= WHAT YOU HAVE TO DO =
Repeat every entry exactly as given.

= RECORDS PROVIDED =
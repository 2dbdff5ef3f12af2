//! Authentication state as seen by the cart.

use crate::types::UserId;

/// Who is signed in
///
/// The auth provider can report a user id while the session is not (or no
/// longer) authenticated; only the pair of both counts as a signed-in user.
#[derive(Clone, Debug, Default, PartialEq, Eq)]
pub struct AuthContext {
    /// Stable user identifier, if known
    pub user_id: Option<UserId>,
    /// Whether the session is authenticated
    pub is_authenticated: bool,
}

impl AuthContext {
    /// An authenticated session for `user_id`
    #[must_use]
    pub fn signed_in(user_id: impl Into<UserId>) -> Self {
        Self {
            user_id: Some(user_id.into()),
            is_authenticated: true,
        }
    }

    /// No session
    #[must_use]
    pub const fn signed_out() -> Self {
        Self {
            user_id: None,
            is_authenticated: false,
        }
    }

    /// The signed-in user, if the session is authenticated and has an id
    #[must_use]
    pub fn active_user(&self) -> Option<&UserId> {
        self.user_id.as_ref().filter(|_| self.is_authenticated)
    }
}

= ANSWER BOX =
repository 2dbdff5ef3f12af2
//! Authentication state as seen by the cart.

use crate::types::UserId;

/// Who is signed in
///
/// The auth provider can report a user id while the session is not (or no
/// longer) authenticated; only the pair of both counts as a signed-in user.
#[derive(Clone, Debug, Default, PartialEq, Eq)]
pub struct AuthContext {
    /// Stable user identifier, if known
    pub user_id: Option<UserId>,
    /// Whether the session is authenticated
    pub is_authenticated: bool,
}

impl AuthContext {
    /// An authenticated session for `user_id`
    #[must_use]
    pub fn signed_in(user_id: impl Into<UserId>) -> Self {
        Self {
            user_id: Some(user_id.into()),
            is_authenticated: true,
        }
    }

    /// No session
    #[must_use]
    pub const fn signed_out() -> Self {
        Self {
            user_id: None,
            is_authenticated: false,
        }
    }

    /// The signed-in user, if the session is authenticated and has an id
    #[must_use]
    pub fn active_user(&self) -> Option<&UserId> {
        self.user_id.as_ref().filter(|_| self.is_authenticated)
    }
}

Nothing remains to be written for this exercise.